Как негодовал тогда Пересветов, перечитывая старый документ! Ленин был в Москве, а эти тупицы из управления из-за своей нерасторопности упустили его. Конечно, Ленин — великолепный конспиратор, но если бы Пересветову поручили… А теперь изволь кусать локти — Ленин снова в эмиграции, и до него не доберешься.
Правда, начальник жандармского управления Московской губернии то и дело строчил победные реляции. В течение осени 1907 года арестовали весь состав Московского комитета во главе с секретарем Любимовым, замоскворецкое, рогожское, сокольническое и лефортовское районные партийные собрания, разгромили Железнодорожный и Бутырский райкомы партии.
«Урожайным» был и 1908 год — 1 июня арестовали часть делегатов партийной конференции Московской окружной организации, в феврале раскрыли типографию большевистской газеты «Борьба», в конце года схватили секретаря окружкома Потапова, в доме Чагина по Милютинскому переулку обнаружили подпольный склад — около 140 пудов нелегальных изданий: листовок, брошюр и книг.
Однако гром победных донесений ничуть не утешал Пересветова. Он-то хорошо знал, что большевики, накапливают новые силы и в трудных условиях действуют самоотверженно. И потом вот это последнее сообщение провокатора доказывает, что Пресненская районная группа действует. Да и одна ли эта группа?

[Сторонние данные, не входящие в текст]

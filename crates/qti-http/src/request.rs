//! Request and response values passed through the pipeline.

use crate::ApiError;
use reqwest::header::{HeaderMap, HeaderName, HeaderValue};
use reqwest::Method;
use serde::de::DeserializeOwned;
use serde::Serialize;
use serde_json::Value;
use std::time::Duration;
use url::Url;
use uuid::Uuid;

/// One part of a multipart form body.
#[derive(Debug, Clone, PartialEq, Eq)]
pub struct MultipartPart {
    pub name: String,
    pub file_name: Option<String>,
    pub content_type: Option<String>,
    pub data: Vec<u8>,
}

impl MultipartPart {
    /// A file part.
    pub fn file(name: impl Into<String>, file_name: impl Into<String>, data: Vec<u8>) -> Self {
        Self {
            name: name.into(),
            file_name: Some(file_name.into()),
            content_type: None,
            data,
        }
    }

    /// A plain text field.
    pub fn text(name: impl Into<String>, value: impl Into<String>) -> Self {
        Self {
            name: name.into(),
            file_name: None,
            content_type: None,
            data: value.into().into_bytes(),
        }
    }

    pub fn with_content_type(mut self, content_type: impl Into<String>) -> Self {
        self.content_type = Some(content_type.into());
        self
    }
}

/// Request body, owned so that it can be sent again on replay.
#[derive(Debug, Clone, Default, PartialEq)]
pub enum RequestBody {
    #[default]
    Empty,
    Json(Value),
    Bytes {
        content_type: Option<String>,
        data: Vec<u8>,
    },
    Multipart(Vec<MultipartPart>),
}

/// A request as the caller describes it, relative to the client's base URL.
#[derive(Debug, Clone)]
pub struct ApiRequest {
    method: Method,
    path: String,
    headers: Vec<(String, String)>,
    body: RequestBody,
    timeout: Option<Duration>,
}

impl ApiRequest {
    pub fn new(method: Method, path: impl Into<String>) -> Self {
        Self {
            method,
            path: path.into(),
            headers: Vec::new(),
            body: RequestBody::Empty,
            timeout: None,
        }
    }

    pub fn get(path: impl Into<String>) -> Self {
        Self::new(Method::GET, path)
    }

    pub fn post(path: impl Into<String>) -> Self {
        Self::new(Method::POST, path)
    }

    pub fn put(path: impl Into<String>) -> Self {
        Self::new(Method::PUT, path)
    }

    pub fn delete(path: impl Into<String>) -> Self {
        Self::new(Method::DELETE, path)
    }

    /// Attach a caller header.
    pub fn header(mut self, name: impl Into<String>, value: impl Into<String>) -> Self {
        self.headers.push((name.into(), value.into()));
        self
    }

    /// Serialize `body` as the JSON request body.
    pub fn json<T: Serialize>(mut self, body: &T) -> Result<Self, ApiError> {
        self.body = RequestBody::Json(serde_json::to_value(body)?);
        Ok(self)
    }

    pub fn json_value(mut self, body: Value) -> Self {
        self.body = RequestBody::Json(body);
        self
    }

    pub fn bytes(mut self, content_type: Option<String>, data: Vec<u8>) -> Self {
        self.body = RequestBody::Bytes { content_type, data };
        self
    }

    pub fn multipart(mut self, parts: Vec<MultipartPart>) -> Self {
        self.body = RequestBody::Multipart(parts);
        self
    }

    /// Override the transport timeout for this request.
    pub fn timeout(mut self, timeout: Duration) -> Self {
        self.timeout = Some(timeout);
        self
    }

    pub fn method(&self) -> &Method {
        &self.method
    }

    pub fn path(&self) -> &str {
        &self.path
    }

    /// Resolve against `base_url` and capture the request for dispatch.
    pub fn into_pending(self, base_url: &Url) -> Result<PendingRequest, ApiError> {
        let url = resolve_url(base_url, &self.path)?;

        let mut headers = HeaderMap::new();
        for (name, value) in &self.headers {
            let name = HeaderName::from_bytes(name.as_bytes())
                .map_err(|e| ApiError::InvalidRequest(format!("header name {:?}: {}", name, e)))?;
            let value = HeaderValue::from_str(value)
                .map_err(|e| ApiError::InvalidRequest(format!("header {}: {}", name, e)))?;
            headers.append(name, value);
        }

        Ok(PendingRequest {
            id: Uuid::new_v4(),
            method: self.method,
            url,
            headers,
            body: self.body,
            timeout: self.timeout,
            retried: false,
        })
    }
}

/// Join a request path onto the API base URL.
///
/// Absolute `http(s)` URLs are accepted only on the base URL's origin, so
/// credentials are never sent to another host. Otherwise the path is
/// appended to the base, collapsing the slash between them.
pub fn resolve_url(base_url: &Url, path: &str) -> Result<Url, ApiError> {
    if path.starts_with("http://") || path.starts_with("https://") {
        let url = Url::parse(path)?;
        if url.origin() != base_url.origin() {
            return Err(ApiError::InvalidRequest(format!(
                "{} is outside the API origin {}",
                url,
                base_url.origin().ascii_serialization()
            )));
        }
        return Ok(url);
    }
    let joined = format!(
        "{}/{}",
        base_url.as_str().trim_end_matches('/'),
        path.trim_start_matches('/')
    );
    Ok(Url::parse(&joined)?)
}

/// A captured outgoing request.
///
/// Created once per call; replayed at most once, with `retried` set.
#[derive(Debug, Clone)]
pub struct PendingRequest {
    /// Correlation id for logs.
    pub id: Uuid,
    pub method: Method,
    pub url: Url,
    /// Caller headers, before decoration.
    pub headers: HeaderMap,
    pub body: RequestBody,
    pub timeout: Option<Duration>,
    pub retried: bool,
}

/// Raw response handed back by a transport.
#[derive(Debug, Clone)]
pub struct HttpResponse {
    pub status: u16,
    pub headers: HeaderMap,
    pub body: Vec<u8>,
}

impl HttpResponse {
    pub fn new(status: u16, body: impl Into<Vec<u8>>) -> Self {
        Self {
            status,
            headers: HeaderMap::new(),
            body: body.into(),
        }
    }

    pub fn json(status: u16, body: &Value) -> Self {
        let mut response = Self::new(status, body.to_string());
        response.headers.insert(
            reqwest::header::CONTENT_TYPE,
            HeaderValue::from_static("application/json"),
        );
        response
    }

    pub fn is_success(&self) -> bool {
        (200..300).contains(&self.status)
    }

    pub fn text_lossy(&self) -> String {
        String::from_utf8_lossy(&self.body).into_owned()
    }
}

/// Successful response body after envelope unwrapping.
#[derive(Debug, Clone, PartialEq)]
pub enum Payload {
    Json(Value),
    Raw(Vec<u8>),
}

/// Response returned to callers.
#[derive(Debug, Clone)]
pub struct ApiResponse {
    pub status: u16,
    pub headers: HeaderMap,
    pub payload: Payload,
}

impl ApiResponse {
    /// Decode the payload into `T`. An empty body decodes as `null`.
    pub fn json<T: DeserializeOwned>(self) -> Result<T, ApiError> {
        match self.payload {
            Payload::Json(value) => Ok(serde_json::from_value(value)?),
            Payload::Raw(bytes) if bytes.iter().all(u8::is_ascii_whitespace) => {
                Ok(serde_json::from_value(Value::Null)?)
            }
            Payload::Raw(bytes) => Ok(serde_json::from_slice(&bytes)?),
        }
    }

    /// The payload as a JSON value; `Null` for empty or non-JSON bodies.
    pub fn into_value(self) -> Value {
        match self.payload {
            Payload::Json(value) => value,
            Payload::Raw(_) => Value::Null,
        }
    }

    /// The payload as text. JSON payloads are re-rendered.
    pub fn text(self) -> String {
        match self.payload {
            Payload::Json(Value::String(s)) => s,
            Payload::Json(value) => value.to_string(),
            Payload::Raw(bytes) => String::from_utf8_lossy(&bytes).into_owned(),
        }
    }

    /// The payload as bytes, for downloads.
    pub fn into_bytes(self) -> Vec<u8> {
        match self.payload {
            Payload::Json(value) => value.to_string().into_bytes(),
            Payload::Raw(bytes) => bytes,
        }
    }
}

Раздумья пристава прервал вахмистр.
Громко постучав, он вошел и с важным видом доложил:
— Явилась «тринадцатая».
Пересветов поморщился, словно раскусил ягодку клюквы, и сказал недовольно:
— Пусти…
Но морщился он напрасно — рассказ тайной агентки заинтересовал его.
* * *
День был жаркий и душный.
На Смоленском рынке торговка Соловьева, обливаясь потом, спешила распродать свой товар — перекупленные у мытищинских огородников ранние огурчики.
Базарные завсегдатаи звали ее по-разному: кто Соловьихой — в насмешку за писклявый голос, кто Тарелкой — за округлые формы.
Соловьихе осталось продать две небольшие кучки огурцов, поэтому она торопилась, кричала визгливее обычного и переругивалась с соседом — стариком, продающим прошлогодние соленые грибы.
— Ах, какие хорошенькие огурчики, — услышала она голос со стороны, обернулась, чуть не опрокинув кадочку старика, увидела молодую женщину и затараторила, как швейная машинка:
— Бери, бери, милая, бери, хорошая, сама садила-сеяла, а уж вкусны да ароматны — и сказать нельзя. Ты понюхай, понюхай, дорогая, не стесняйся.
Она совала огурчик под нос покупательницы, глядя на нее своими маленькими, маслянисто блестящими глазками снизу вверх.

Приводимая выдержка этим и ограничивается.